In one tutorial, for example, Arvind Narayanan looks at 21 different definitions of fairness in machine learning and examines the politics behind each of them, demonstrating that there is no one definition that is unambiguously the right one and that our choice depends on contentious political questions. Other scholars have shown how different formalisations of fairness criteria are incompatible and demonstrated the necessity of making trade-offs among different criteria.

Two interactive tools demonstrate this trade-off situation perfectly. Firstly, in the game Survival of the Best Fit, developed by students from NYU Abu Dhabi, the player plays an educational game about hiring bias in AI. The game aims “to explain how the misuse of AI can make machines inherit human biases and further inequality.”

A second interactive game was developed by MIT Technology Review, which simulates a courtroom algorithm to determine whether a defendant should be granted bail. Both of these games are fantastic illustrations of the intractable tradeoffs that we have to make when trying to achieve fairness in these systems and beg the question of whether fairness is an appropriate framework.

The response to such demonstrations of the incompatibility of fairnesss definitions should not be to simply throw our hands in the air say that it's impossible to make everyone happy and satisfy all criteria. Rather, we should look outside the narrow lens of tweaking algorithms to see if the real harms and injustices can be tackled by other means.

Beyond the bias framing

Beyond such debates about mitigating bias, a number of people have pointed to the limitations of framing the harms caused by AI systems as problems of bias and fairness. Kinjal Dave, for example, asks why we speak of algorithmic bias rather than more directly naming abuses such as algorithmic racism or sexism.

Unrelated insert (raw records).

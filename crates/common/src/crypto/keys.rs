use bip39::{Language, Mnemonic};
use ed25519_dalek::{Signature, Signer, SigningKey, VerifyingKey};
use iroh::NodeId;
use rand::RngCore;

use super::CryptoError;

/// Size of Ed25519 seeds and public keys in bytes.
pub const KEY_SIZE: usize = 32;

#[derive(Debug, thiserror::Error)]
pub enum KeyError {
    #[error("crypto error: {0}")]
    Crypto(#[from] CryptoError),

    #[error("invalid mnemonic: {0}")]
    InvalidMnemonic(#[from] bip39::Error),

    #[error("invalid key material: {0}")]
    InvalidKey(String),

    #[error("master private key is not available on this node")]
    MasterKeyRequired,
}

/// The key material of a vault node.
///
/// A master node carries the full set: the master signing keypair and the
/// symmetric content key, both derived deterministically from the mnemonic,
/// plus a random per-device peer keypair that doubles as the iroh endpoint
/// identity. Replica nodes carry only the peer keypair; the master public
/// key is installed during binding and the content key never leaves the
/// master's devices.
#[derive(Clone)]
pub struct VaultKeys {
    master: Option<SigningKey>,
    master_pub: Option<VerifyingKey>,
    peer: iroh::SecretKey,
    content_key: Option<[u8; 32]>,
}

impl std::fmt::Debug for VaultKeys {
    fn fmt(&self, f: &mut std::fmt::Formatter<'_>) -> std::fmt::Result {
        f.debug_struct("VaultKeys")
            .field("is_master", &self.is_master())
            .field("peer_id", &self.peer_id())
            .finish_non_exhaustive()
    }
}

fn random_peer_key() -> iroh::SecretKey {
    let mut seed = [0u8; KEY_SIZE];
    rand::rngs::OsRng.fill_bytes(&mut seed);
    iroh::SecretKey::from_bytes(&seed)
}

impl VaultKeys {
    /// Create a fresh vault: 256 bits of entropy, a 24-word BIP-39 mnemonic,
    /// and the keys derived from it. Returns the mnemonic for the user to
    /// write down; it is the only way to reconstruct the vault.
    pub fn create() -> Result<(Self, String), KeyError> {
        let mut entropy = [0u8; 32];
        rand::rngs::OsRng.fill_bytes(&mut entropy);
        let mnemonic = Mnemonic::from_entropy_in(Language::English, &entropy)?;
        let phrase = mnemonic.to_string();
        let keys = Self::from_mnemonic(&phrase)?;
        Ok((keys, phrase))
    }

    /// Reconstruct master keys from a mnemonic. The peer keypair is always
    /// freshly generated; devices are never interchangeable identities.
    pub fn from_mnemonic(mnemonic: &str) -> Result<Self, KeyError> {
        // Validate the phrase before burning scrypt time on it.
        Mnemonic::parse_in_normalized(Language::English, mnemonic)?;

        let seed = super::derive_master_seed(mnemonic)?;
        let master = SigningKey::from_bytes(&seed);
        let master_pub = master.verifying_key();
        let content_key = super::derive_content_key(mnemonic)?;

        Ok(Self {
            master: Some(master),
            master_pub: Some(master_pub),
            peer: random_peer_key(),
            content_key: Some(content_key),
        })
    }

    /// Keys for an untrusted replica: a random peer keypair and nothing else.
    /// The master public key arrives during binding.
    pub fn replica() -> Self {
        Self {
            master: None,
            master_pub: None,
            peer: random_peer_key(),
            content_key: None,
        }
    }

    /// Rebuild from persisted raw key material.
    pub fn from_parts(
        master_seed: Option<[u8; KEY_SIZE]>,
        master_pub: Option<[u8; KEY_SIZE]>,
        peer_seed: [u8; KEY_SIZE],
        content_key: Option<[u8; 32]>,
    ) -> Result<Self, KeyError> {
        let master = master_seed.map(|seed| SigningKey::from_bytes(&seed));
        let master_pub = match (&master, master_pub) {
            (Some(master), _) => Some(master.verifying_key()),
            (None, Some(bytes)) => Some(
                VerifyingKey::from_bytes(&bytes)
                    .map_err(|e| KeyError::InvalidKey(e.to_string()))?,
            ),
            (None, None) => None,
        };
        Ok(Self {
            master,
            master_pub,
            peer: iroh::SecretKey::from_bytes(&peer_seed),
            content_key,
        })
    }

    /// True when this node holds the master signing key.
    pub fn is_master(&self) -> bool {
        self.master.is_some()
    }

    /// The master public key, if known. Absent only on an unbound replica.
    pub fn master_pub(&self) -> Option<&VerifyingKey> {
        self.master_pub.as_ref()
    }

    /// Install the master public key received during binding.
    pub fn install_master_pub(&mut self, key: VerifyingKey) {
        self.master_pub = Some(key);
    }

    /// The content key, present only where decryption is allowed.
    pub fn content_key(&self) -> Option<&[u8; 32]> {
        self.content_key.as_ref()
    }

    /// Install the content key after a successful mnemonic unlock.
    pub fn install_content_key(&mut self, key: [u8; 32]) {
        self.content_key = Some(key);
    }

    pub fn peer_secret(&self) -> &iroh::SecretKey {
        &self.peer
    }

    /// This device's identity on the network.
    pub fn peer_id(&self) -> NodeId {
        self.peer.public()
    }

    pub fn master_seed_bytes(&self) -> Option<[u8; KEY_SIZE]> {
        self.master.as_ref().map(|k| k.to_bytes())
    }

    pub fn master_pub_bytes(&self) -> Option<[u8; KEY_SIZE]> {
        self.master_pub.as_ref().map(|k| k.to_bytes())
    }

    pub fn peer_seed_bytes(&self) -> [u8; KEY_SIZE] {
        self.peer.to_bytes()
    }

    /// Sign a message with the master key. Fails on replicas.
    pub fn sign_master(&self, msg: &[u8]) -> Result<Signature, KeyError> {
        let master = self.master.as_ref().ok_or(KeyError::MasterKeyRequired)?;
        Ok(master.sign(msg))
    }
}

/// Generate a short sync phrase of random BIP-39 words, used to authorize a
/// new replica out of band.
pub fn new_sync_phrase(num_words: usize) -> String {
    let word_list = Language::English.words_by_prefix("");
    let mut rng = rand::rngs::OsRng;
    let words: Vec<&str> = (0..num_words)
        .map(|_| {
            let idx = (rng.next_u32() as usize) % word_list.len();
            word_list[idx]
        })
        .collect();
    words.join(" ")
}

#[cfg(test)]
mod tests {
    use super::*;
    use ed25519_dalek::Verifier;

    const MNEMONIC: &str = "legal winner thank year wave sausage worth useful legal winner \
                            thank year wave sausage worth useful legal winner thank year \
                            wave sausage worth title";

    #[test]
    fn master_keys_deterministic_from_mnemonic() {
        let a = VaultKeys::from_mnemonic(MNEMONIC).unwrap();
        let b = VaultKeys::from_mnemonic(MNEMONIC).unwrap();

        assert_eq!(a.master_pub_bytes(), b.master_pub_bytes());
        assert_eq!(a.content_key(), b.content_key());
        // Peer keys are per-device and never derived.
        assert_ne!(a.peer_seed_bytes(), b.peer_seed_bytes());
    }

    #[test]
    fn create_returns_24_words() {
        let (keys, mnemonic) = VaultKeys::create().unwrap();
        assert_eq!(mnemonic.split_whitespace().count(), 24);
        assert!(keys.is_master());
        assert!(keys.content_key().is_some());

        // The mnemonic round-trips to the same master identity.
        let restored = VaultKeys::from_mnemonic(&mnemonic).unwrap();
        assert_eq!(keys.master_pub_bytes(), restored.master_pub_bytes());
    }

    #[test]
    fn replica_has_no_secrets() {
        let keys = VaultKeys::replica();
        assert!(!keys.is_master());
        assert!(keys.master_pub().is_none());
        assert!(keys.content_key().is_none());
        assert!(matches!(
            keys.sign_master(b"msg"),
            Err(KeyError::MasterKeyRequired)
        ));
    }

    #[test]
    fn sign_and_verify() {
        let keys = VaultKeys::from_mnemonic(MNEMONIC).unwrap();
        let sig = keys.sign_master(b"hello").unwrap();
        let master_pub = keys.master_pub().unwrap();
        assert!(master_pub.verify(b"hello", &sig).is_ok());
        assert!(master_pub.verify(b"other", &sig).is_err());
    }

    #[test]
    fn from_parts_roundtrip() {
        let keys = VaultKeys::from_mnemonic(MNEMONIC).unwrap();
        let restored = VaultKeys::from_parts(
            keys.master_seed_bytes(),
            keys.master_pub_bytes(),
            keys.peer_seed_bytes(),
            keys.content_key().copied(),
        )
        .unwrap();
        assert_eq!(keys.master_pub_bytes(), restored.master_pub_bytes());
        assert_eq!(keys.peer_id(), restored.peer_id());
    }

    #[test]
    fn sync_phrase_has_requested_words() {
        let phrase = new_sync_phrase(4);
        assert_eq!(phrase.split_whitespace().count(), 4);
        for word in phrase.split_whitespace() {
            assert!(Language::English.words_by_prefix("").contains(&word));
        }
    }

    #[test]
    fn invalid_mnemonic_rejected() {
        assert!(VaultKeys::from_mnemonic("not a real mnemonic").is_err());
    }
}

She outlines how the term ‘bias’ (and the related idea of ‘stereotypes’) is rooted in a theory that focuses on individual perception rather than on structural oppression. When speaking of ‘algorithmic bias,’ she warns that by “using the language of bias, we may end up overly focusing on the individual intents of technologists involved, rather than the structural power of the institutions they belong to.”

Similarly, in Questioning the assumptions behind fairness solutions, Seda Gurses et al. point out to the limitations of fairness solutions for what they call optimization systems: i.e. “systems that interact with the environment in which they are deployed, and are optimizing over variables that are constantly changing.” As examples of these systems, they mention routing apps, such as Waze, and the content governance systems that control what we see on our social media timelines.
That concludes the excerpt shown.